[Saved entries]
--------------------------------------------------

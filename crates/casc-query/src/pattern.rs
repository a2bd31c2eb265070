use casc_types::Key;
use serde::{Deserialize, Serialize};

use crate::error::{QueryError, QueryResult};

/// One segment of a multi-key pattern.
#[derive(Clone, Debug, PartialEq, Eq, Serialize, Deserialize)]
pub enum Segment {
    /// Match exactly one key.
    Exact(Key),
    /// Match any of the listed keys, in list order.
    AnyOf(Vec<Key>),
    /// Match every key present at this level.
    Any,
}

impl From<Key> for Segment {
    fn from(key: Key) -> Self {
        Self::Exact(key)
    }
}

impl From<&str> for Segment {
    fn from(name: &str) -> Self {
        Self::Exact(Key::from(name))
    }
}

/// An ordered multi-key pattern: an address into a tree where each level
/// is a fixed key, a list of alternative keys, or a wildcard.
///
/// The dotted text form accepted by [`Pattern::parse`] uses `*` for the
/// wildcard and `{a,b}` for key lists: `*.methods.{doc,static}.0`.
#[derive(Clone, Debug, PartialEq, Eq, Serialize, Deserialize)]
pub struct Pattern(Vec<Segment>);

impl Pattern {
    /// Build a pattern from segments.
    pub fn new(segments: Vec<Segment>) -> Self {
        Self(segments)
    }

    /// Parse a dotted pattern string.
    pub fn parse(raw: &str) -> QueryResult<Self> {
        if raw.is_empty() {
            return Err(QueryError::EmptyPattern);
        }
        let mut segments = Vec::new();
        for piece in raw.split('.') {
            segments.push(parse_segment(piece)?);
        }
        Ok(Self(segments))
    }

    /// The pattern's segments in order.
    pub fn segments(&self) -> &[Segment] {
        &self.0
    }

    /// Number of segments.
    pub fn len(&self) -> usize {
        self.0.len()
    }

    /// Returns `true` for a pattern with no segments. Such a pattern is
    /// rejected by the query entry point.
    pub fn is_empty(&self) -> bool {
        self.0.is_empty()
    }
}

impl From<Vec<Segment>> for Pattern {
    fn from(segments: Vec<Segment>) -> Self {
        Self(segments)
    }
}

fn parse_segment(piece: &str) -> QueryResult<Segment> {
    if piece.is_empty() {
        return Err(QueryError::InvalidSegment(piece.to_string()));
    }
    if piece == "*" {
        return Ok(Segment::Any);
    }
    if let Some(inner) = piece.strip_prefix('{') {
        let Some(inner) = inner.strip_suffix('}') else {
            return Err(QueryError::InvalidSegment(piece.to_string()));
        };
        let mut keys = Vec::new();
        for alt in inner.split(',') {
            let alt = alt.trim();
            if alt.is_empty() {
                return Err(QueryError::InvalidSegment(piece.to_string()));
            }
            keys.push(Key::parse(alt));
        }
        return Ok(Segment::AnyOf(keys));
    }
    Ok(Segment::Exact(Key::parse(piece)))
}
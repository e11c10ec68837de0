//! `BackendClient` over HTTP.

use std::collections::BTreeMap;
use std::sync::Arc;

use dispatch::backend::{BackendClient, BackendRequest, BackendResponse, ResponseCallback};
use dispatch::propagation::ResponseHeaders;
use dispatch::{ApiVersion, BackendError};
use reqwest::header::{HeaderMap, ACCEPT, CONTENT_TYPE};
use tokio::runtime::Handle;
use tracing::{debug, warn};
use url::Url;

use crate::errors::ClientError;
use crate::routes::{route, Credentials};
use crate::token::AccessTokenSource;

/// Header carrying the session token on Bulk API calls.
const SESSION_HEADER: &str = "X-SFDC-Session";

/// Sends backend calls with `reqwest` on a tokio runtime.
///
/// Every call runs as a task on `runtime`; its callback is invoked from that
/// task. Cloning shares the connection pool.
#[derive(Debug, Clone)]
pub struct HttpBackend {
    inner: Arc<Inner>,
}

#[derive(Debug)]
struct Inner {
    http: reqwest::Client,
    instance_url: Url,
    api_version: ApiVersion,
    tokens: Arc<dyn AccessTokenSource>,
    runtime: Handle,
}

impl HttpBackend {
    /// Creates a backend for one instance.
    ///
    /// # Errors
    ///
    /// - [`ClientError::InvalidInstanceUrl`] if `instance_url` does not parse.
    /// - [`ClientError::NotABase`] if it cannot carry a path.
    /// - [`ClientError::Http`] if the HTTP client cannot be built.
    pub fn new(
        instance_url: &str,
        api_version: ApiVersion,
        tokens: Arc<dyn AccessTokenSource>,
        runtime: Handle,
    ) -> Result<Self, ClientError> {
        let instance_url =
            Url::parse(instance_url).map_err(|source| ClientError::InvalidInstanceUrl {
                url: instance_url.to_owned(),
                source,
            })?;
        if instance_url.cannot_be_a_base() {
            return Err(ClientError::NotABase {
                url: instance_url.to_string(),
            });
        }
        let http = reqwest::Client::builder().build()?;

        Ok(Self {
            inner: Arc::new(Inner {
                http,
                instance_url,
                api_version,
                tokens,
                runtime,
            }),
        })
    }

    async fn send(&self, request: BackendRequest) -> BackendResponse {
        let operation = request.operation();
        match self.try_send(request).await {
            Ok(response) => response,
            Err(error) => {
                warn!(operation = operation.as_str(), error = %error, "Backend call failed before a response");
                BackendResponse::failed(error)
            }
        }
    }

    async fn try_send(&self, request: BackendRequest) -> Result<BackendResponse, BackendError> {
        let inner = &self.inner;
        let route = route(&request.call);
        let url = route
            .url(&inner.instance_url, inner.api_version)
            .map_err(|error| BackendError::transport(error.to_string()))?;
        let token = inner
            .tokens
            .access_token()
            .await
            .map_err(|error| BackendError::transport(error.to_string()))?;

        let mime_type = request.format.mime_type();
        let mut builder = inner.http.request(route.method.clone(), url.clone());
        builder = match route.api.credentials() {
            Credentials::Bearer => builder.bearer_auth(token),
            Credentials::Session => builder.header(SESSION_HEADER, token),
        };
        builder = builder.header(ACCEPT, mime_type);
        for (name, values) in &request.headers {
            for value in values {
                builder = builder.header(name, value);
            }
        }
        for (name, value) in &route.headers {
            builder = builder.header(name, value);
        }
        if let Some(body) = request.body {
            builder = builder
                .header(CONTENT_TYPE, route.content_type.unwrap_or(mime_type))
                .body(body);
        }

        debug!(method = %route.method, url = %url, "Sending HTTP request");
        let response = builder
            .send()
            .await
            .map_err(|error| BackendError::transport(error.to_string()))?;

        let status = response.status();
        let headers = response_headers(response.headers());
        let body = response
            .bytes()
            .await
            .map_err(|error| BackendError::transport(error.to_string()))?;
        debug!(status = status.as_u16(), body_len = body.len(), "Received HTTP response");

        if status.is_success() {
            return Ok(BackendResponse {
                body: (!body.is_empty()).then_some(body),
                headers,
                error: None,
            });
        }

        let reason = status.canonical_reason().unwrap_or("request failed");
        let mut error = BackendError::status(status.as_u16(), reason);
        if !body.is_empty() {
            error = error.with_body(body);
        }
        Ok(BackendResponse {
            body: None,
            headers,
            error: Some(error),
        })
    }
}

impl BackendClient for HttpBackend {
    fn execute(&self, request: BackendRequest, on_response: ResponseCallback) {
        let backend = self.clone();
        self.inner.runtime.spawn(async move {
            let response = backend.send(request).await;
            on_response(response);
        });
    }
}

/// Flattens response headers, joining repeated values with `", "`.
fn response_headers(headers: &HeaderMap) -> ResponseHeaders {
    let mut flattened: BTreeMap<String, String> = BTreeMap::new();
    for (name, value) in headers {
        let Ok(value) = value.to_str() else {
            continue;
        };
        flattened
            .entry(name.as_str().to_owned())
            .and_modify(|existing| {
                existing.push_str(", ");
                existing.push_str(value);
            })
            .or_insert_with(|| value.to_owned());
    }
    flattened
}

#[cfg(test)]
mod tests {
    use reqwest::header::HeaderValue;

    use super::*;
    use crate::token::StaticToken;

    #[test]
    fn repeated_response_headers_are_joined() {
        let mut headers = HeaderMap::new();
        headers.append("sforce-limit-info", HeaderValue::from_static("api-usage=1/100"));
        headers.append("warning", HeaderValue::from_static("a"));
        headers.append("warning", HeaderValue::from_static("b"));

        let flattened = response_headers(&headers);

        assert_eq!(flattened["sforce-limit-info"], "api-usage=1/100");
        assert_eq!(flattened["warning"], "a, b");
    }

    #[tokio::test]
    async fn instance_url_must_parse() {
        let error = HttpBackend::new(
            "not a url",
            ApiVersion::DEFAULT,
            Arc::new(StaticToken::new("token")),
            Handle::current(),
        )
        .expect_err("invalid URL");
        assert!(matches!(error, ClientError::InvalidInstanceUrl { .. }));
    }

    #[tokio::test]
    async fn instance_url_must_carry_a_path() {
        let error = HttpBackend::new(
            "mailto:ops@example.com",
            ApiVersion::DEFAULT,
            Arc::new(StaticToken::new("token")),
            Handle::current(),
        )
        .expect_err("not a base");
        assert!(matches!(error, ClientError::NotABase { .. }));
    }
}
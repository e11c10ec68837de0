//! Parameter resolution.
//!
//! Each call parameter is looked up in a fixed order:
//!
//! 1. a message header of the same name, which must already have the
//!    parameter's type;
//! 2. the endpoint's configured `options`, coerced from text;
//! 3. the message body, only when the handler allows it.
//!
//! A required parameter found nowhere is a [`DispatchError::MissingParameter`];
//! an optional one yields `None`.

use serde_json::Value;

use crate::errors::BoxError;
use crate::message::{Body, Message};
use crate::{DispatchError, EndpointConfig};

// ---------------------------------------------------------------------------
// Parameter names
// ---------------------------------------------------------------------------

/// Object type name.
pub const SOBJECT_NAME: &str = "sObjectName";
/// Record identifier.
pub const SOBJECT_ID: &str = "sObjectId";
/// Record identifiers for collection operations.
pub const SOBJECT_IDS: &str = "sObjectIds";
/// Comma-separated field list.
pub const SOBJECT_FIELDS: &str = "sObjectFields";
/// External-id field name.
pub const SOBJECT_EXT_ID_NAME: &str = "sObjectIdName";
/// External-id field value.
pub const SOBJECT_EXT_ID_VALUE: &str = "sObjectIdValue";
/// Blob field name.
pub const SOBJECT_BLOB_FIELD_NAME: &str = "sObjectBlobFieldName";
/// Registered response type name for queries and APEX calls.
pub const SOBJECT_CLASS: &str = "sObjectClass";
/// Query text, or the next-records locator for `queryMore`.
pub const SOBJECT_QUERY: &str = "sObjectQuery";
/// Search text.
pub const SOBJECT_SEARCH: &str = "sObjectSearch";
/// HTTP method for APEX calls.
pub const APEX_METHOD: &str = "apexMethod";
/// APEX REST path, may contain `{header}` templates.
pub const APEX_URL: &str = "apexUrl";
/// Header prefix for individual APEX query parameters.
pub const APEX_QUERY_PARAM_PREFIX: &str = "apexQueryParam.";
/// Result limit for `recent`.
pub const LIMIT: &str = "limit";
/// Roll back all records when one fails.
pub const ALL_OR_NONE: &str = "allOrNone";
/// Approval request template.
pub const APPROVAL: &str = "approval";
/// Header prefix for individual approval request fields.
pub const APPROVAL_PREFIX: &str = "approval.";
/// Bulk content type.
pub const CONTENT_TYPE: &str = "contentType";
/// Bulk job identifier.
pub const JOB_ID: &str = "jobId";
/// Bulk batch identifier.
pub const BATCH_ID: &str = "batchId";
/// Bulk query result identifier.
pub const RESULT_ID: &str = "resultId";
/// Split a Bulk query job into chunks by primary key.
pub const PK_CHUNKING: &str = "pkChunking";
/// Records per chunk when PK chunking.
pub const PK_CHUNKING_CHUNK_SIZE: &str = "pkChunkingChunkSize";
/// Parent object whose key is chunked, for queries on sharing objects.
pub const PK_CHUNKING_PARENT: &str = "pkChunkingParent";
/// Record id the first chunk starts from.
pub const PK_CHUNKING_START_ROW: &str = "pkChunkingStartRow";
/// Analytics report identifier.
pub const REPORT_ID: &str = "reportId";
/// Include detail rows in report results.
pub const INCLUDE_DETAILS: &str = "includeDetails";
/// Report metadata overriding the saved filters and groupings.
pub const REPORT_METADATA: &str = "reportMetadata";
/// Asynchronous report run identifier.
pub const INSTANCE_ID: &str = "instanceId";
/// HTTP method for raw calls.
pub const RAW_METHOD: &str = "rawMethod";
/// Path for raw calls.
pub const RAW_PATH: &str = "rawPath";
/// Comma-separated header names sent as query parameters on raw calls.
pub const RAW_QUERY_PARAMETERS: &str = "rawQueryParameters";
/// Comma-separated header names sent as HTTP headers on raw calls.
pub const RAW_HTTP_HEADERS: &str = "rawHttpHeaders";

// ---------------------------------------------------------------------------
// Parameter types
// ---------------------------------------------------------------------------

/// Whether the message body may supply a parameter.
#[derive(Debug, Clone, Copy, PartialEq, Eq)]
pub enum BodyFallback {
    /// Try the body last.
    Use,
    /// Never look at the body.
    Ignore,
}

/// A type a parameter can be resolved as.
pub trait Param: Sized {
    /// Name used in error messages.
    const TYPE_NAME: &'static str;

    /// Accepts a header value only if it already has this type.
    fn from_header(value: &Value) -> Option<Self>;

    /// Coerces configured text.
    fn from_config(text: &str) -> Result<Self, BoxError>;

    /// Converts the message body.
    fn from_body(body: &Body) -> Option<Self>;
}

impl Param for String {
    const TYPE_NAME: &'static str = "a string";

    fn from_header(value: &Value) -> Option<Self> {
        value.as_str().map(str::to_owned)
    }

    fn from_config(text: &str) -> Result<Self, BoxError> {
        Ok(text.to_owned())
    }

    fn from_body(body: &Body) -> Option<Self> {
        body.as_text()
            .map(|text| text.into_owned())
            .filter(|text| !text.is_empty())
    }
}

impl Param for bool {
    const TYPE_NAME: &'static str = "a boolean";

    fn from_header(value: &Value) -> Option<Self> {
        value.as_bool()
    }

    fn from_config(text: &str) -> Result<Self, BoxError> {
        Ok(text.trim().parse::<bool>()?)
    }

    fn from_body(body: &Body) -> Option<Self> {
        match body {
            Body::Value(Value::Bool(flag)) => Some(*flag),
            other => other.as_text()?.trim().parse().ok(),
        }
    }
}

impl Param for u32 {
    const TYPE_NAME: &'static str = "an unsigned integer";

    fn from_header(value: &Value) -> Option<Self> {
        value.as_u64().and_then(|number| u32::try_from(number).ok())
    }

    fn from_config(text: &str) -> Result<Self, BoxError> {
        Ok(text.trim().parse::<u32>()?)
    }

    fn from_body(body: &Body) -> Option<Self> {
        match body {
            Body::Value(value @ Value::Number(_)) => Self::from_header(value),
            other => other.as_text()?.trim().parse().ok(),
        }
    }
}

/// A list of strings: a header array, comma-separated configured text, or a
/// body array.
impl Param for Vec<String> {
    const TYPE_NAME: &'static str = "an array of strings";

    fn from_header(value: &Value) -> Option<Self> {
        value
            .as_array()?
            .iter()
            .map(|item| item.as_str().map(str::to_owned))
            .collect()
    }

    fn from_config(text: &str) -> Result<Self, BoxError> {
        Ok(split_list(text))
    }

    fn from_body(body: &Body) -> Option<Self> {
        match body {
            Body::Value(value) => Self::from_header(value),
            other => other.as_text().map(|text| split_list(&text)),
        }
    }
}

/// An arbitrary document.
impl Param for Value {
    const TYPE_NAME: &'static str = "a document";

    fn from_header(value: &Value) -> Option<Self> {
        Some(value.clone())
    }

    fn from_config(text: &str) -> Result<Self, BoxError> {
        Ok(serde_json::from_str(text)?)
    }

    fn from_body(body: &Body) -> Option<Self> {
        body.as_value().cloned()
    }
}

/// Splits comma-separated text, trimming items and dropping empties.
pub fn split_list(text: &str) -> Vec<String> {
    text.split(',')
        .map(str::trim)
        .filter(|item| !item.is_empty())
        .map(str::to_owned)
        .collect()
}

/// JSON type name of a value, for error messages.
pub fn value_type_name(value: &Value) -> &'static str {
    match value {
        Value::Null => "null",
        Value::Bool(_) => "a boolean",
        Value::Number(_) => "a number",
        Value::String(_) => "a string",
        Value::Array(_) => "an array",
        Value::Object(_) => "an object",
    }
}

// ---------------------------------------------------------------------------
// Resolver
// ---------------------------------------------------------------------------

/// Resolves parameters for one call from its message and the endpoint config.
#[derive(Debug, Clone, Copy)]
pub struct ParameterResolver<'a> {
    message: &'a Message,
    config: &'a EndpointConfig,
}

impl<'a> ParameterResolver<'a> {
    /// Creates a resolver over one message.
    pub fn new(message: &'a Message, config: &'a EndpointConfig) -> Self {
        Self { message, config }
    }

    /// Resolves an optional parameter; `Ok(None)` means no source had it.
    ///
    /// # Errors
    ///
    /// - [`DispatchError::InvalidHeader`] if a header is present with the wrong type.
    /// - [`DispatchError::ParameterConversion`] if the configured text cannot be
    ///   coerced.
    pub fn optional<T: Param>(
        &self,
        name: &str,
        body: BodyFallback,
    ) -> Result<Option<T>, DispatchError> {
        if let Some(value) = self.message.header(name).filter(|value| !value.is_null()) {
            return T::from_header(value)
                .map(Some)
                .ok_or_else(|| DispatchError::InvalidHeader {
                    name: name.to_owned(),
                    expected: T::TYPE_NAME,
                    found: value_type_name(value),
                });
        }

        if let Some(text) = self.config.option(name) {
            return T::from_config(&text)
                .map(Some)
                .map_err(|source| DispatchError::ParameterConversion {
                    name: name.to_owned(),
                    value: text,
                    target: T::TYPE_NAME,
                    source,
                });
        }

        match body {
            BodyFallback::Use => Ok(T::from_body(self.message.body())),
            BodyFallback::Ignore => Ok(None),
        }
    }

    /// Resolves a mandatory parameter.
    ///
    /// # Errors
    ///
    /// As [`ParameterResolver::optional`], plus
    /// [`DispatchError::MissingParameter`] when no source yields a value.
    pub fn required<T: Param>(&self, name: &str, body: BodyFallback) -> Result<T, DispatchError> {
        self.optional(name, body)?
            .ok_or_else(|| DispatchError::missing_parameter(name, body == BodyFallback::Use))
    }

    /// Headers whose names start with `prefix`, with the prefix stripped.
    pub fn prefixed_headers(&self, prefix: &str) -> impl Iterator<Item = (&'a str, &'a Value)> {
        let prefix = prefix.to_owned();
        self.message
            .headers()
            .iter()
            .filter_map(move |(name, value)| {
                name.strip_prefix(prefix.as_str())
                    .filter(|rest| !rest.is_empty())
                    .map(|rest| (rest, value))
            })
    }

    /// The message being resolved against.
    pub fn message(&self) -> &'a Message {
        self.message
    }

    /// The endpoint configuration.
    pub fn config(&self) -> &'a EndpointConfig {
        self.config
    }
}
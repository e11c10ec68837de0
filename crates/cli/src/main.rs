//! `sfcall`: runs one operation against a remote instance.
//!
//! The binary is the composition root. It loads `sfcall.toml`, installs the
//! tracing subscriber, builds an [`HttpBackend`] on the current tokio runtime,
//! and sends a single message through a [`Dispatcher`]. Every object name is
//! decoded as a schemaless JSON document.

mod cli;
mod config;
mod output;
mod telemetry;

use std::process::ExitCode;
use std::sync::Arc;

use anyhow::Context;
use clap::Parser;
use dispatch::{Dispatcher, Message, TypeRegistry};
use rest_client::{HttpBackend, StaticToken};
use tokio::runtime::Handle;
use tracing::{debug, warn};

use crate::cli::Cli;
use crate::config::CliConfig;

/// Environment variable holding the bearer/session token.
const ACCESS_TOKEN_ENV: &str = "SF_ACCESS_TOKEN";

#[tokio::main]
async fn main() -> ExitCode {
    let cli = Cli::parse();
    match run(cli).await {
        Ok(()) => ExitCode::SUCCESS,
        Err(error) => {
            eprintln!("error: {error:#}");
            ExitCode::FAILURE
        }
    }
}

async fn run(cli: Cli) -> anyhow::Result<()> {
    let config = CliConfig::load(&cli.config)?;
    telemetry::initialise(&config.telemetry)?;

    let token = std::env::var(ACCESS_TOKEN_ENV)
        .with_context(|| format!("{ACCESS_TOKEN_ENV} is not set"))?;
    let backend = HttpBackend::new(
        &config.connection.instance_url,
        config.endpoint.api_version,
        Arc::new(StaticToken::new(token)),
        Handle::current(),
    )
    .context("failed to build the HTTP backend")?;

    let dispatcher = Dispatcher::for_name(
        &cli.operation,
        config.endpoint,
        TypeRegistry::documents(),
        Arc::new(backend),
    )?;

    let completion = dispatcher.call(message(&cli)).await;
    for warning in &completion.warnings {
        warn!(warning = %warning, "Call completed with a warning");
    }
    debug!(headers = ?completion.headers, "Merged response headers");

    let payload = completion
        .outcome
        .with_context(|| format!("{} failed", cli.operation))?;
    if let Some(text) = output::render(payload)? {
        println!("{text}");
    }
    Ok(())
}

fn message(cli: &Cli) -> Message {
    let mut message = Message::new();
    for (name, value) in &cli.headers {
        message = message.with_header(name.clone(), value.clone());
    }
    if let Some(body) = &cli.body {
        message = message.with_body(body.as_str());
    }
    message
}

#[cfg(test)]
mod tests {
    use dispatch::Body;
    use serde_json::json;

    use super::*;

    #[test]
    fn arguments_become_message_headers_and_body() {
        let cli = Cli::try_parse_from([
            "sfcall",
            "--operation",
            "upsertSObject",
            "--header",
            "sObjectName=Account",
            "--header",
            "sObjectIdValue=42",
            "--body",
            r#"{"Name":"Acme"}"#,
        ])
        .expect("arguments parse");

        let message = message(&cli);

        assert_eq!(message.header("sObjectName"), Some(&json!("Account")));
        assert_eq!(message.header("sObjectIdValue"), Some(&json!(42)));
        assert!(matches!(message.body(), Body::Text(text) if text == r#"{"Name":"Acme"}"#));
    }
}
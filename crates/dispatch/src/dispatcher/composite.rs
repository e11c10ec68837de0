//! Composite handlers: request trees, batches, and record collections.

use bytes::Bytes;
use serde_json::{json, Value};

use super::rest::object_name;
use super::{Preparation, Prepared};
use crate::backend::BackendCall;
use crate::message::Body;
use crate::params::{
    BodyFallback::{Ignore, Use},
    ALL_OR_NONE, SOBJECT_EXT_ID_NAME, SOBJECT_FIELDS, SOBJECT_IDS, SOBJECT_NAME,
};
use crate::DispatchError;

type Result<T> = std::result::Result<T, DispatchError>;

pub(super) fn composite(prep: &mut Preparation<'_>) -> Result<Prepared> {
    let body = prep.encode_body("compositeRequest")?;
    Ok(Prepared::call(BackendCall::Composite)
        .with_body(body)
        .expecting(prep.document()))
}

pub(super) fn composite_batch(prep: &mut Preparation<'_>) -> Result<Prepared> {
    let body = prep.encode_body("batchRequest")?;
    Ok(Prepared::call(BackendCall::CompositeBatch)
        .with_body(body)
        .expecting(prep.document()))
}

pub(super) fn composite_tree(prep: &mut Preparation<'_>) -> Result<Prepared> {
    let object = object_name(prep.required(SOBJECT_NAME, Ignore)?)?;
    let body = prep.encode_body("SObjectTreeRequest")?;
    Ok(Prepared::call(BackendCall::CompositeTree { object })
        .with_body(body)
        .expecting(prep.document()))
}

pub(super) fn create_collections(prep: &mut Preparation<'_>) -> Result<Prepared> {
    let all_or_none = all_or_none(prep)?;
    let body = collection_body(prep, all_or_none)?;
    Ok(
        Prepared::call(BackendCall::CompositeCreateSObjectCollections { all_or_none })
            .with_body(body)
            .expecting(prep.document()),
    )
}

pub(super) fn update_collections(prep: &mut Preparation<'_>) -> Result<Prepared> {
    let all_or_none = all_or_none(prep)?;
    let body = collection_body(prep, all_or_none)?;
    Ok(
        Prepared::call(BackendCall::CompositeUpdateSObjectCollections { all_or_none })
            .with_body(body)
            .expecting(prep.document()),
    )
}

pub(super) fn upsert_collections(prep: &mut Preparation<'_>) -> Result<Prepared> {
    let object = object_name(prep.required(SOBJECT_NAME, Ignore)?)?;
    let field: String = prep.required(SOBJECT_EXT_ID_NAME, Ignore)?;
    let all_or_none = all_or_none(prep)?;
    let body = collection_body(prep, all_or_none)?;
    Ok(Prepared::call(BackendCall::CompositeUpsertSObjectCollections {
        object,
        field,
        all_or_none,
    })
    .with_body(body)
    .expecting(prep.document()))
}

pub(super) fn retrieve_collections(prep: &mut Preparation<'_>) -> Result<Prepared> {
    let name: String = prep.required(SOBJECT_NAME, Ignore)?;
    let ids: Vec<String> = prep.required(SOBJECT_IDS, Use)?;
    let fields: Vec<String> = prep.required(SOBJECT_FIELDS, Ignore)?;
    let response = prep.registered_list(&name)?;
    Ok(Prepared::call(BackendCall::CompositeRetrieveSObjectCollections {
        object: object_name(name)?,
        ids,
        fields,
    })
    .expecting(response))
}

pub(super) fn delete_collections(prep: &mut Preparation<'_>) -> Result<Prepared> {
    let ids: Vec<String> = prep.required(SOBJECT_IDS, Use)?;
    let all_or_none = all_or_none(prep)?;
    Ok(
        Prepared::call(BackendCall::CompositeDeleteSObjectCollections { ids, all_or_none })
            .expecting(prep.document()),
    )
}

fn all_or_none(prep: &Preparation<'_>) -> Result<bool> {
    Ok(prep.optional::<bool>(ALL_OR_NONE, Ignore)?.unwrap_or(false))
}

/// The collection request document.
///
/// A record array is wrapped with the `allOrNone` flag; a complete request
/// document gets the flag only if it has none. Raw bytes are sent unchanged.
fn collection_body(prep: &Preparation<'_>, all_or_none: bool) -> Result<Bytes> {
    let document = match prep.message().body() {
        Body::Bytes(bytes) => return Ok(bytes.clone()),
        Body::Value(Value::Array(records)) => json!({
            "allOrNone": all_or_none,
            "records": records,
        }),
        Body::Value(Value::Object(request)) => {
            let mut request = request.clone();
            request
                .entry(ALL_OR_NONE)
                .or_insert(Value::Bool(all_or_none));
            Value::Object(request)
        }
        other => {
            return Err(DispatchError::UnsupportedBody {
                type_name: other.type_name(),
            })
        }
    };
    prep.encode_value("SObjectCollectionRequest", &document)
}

--------------------------------------------------

What you need to do: Only the lines from the beginning of the data above through the line containing "fn parse_segment(piece: &str)" should be repeated, exactly as they appear.

Task solution:
filename crates/casc-query/src/pattern.rs
repository a2bd31c2eb265070
use casc_types::Key;
use serde::{Deserialize, Serialize};

use crate::error::{QueryError, QueryResult};

/// One segment of a multi-key pattern.
#[derive(Clone, Debug, PartialEq, Eq, Serialize, Deserialize)]
pub enum Segment {
    /// Match exactly one key.
    Exact(Key),
    /// Match any of the listed keys, in list order.
    AnyOf(Vec<Key>),
    /// Match every key present at this level.
    Any,
}

impl From<Key> for Segment {
    fn from(key: Key) -> Self {
        Self::Exact(key)
    }
}

impl From<&str> for Segment {
    fn from(name: &str) -> Self {
        Self::Exact(Key::from(name))
    }
}

/// An ordered multi-key pattern: an address into a tree where each level
/// is a fixed key, a list of alternative keys, or a wildcard.
///
/// The dotted text form accepted by [`Pattern::parse`] uses `*` for the
/// wildcard and `{a,b}` for key lists: `*.methods.{doc,static}.0`.
#[derive(Clone, Debug, PartialEq, Eq, Serialize, Deserialize)]
pub struct Pattern(Vec<Segment>);

impl Pattern {
    /// Build a pattern from segments.
    pub fn new(segments: Vec<Segment>) -> Self {
        Self(segments)
    }

    /// Parse a dotted pattern string.
    pub fn parse(raw: &str) -> QueryResult<Self> {
        if raw.is_empty() {
            return Err(QueryError::EmptyPattern);
        }
        let mut segments = Vec::new();
        for piece in raw.split('.') {
            segments.push(parse_segment(piece)?);
        }
        Ok(Self(segments))
    }

    /// The pattern's segments in order.
    pub fn segments(&self) -> &[Segment] {
        &self.0
    }

    /// Number of segments.
    pub fn len(&self) -> usize {
        self.0.len()
    }

    /// Returns `true` for a pattern with no segments. Such a pattern is
    /// rejected by the query entry point.
    pub fn is_empty(&self) -> bool {
        self.0.is_empty()
    }
}

impl From<Vec<Segment>> for Pattern {
    fn from(segments: Vec<Segment>) -> Self {
        Self(segments)
    }
}

fn parse_segment(piece: &str) -> QueryResult<Segment> {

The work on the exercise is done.